_Exercise directions_
Copy, from the entries below, each line where the word "DateRange" can be found.

_Data records_
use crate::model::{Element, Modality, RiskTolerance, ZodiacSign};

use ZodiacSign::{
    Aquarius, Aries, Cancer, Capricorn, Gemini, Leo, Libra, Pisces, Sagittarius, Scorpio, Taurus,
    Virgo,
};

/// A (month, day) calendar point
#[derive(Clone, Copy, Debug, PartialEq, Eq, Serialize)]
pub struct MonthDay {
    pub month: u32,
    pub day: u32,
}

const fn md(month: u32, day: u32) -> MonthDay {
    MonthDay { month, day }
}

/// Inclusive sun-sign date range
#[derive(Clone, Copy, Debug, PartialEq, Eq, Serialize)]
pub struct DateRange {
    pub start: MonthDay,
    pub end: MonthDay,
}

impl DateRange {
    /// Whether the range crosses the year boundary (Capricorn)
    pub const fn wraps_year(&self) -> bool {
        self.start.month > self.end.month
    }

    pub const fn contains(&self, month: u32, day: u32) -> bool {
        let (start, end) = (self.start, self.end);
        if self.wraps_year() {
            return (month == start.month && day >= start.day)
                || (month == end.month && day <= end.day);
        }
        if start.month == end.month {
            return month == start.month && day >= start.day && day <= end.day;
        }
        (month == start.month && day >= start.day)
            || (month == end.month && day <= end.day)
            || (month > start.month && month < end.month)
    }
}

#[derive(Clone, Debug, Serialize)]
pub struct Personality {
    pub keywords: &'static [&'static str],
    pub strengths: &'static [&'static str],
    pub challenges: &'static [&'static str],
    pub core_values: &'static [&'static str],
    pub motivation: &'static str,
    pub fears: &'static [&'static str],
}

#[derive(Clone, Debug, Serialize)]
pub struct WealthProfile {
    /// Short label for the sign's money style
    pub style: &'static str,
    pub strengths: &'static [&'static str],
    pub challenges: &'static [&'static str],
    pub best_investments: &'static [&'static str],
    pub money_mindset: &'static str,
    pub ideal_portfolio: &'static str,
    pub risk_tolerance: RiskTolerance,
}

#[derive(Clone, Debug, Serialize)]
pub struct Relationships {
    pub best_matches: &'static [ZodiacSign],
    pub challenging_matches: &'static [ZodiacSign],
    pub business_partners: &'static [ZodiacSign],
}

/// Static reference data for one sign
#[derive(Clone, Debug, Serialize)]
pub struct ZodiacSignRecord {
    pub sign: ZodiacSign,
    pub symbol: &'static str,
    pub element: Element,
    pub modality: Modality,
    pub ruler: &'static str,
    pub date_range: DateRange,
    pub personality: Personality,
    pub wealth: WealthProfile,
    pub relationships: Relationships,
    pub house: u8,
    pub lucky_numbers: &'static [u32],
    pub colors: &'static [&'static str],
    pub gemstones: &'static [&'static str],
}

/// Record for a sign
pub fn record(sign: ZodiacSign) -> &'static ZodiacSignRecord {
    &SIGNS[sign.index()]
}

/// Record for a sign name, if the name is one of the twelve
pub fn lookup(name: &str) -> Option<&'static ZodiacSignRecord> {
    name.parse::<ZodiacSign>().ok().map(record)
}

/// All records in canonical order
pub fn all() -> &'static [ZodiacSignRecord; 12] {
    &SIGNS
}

_Output_
pub struct DateRange {
impl DateRange {
    pub date_range: DateRange,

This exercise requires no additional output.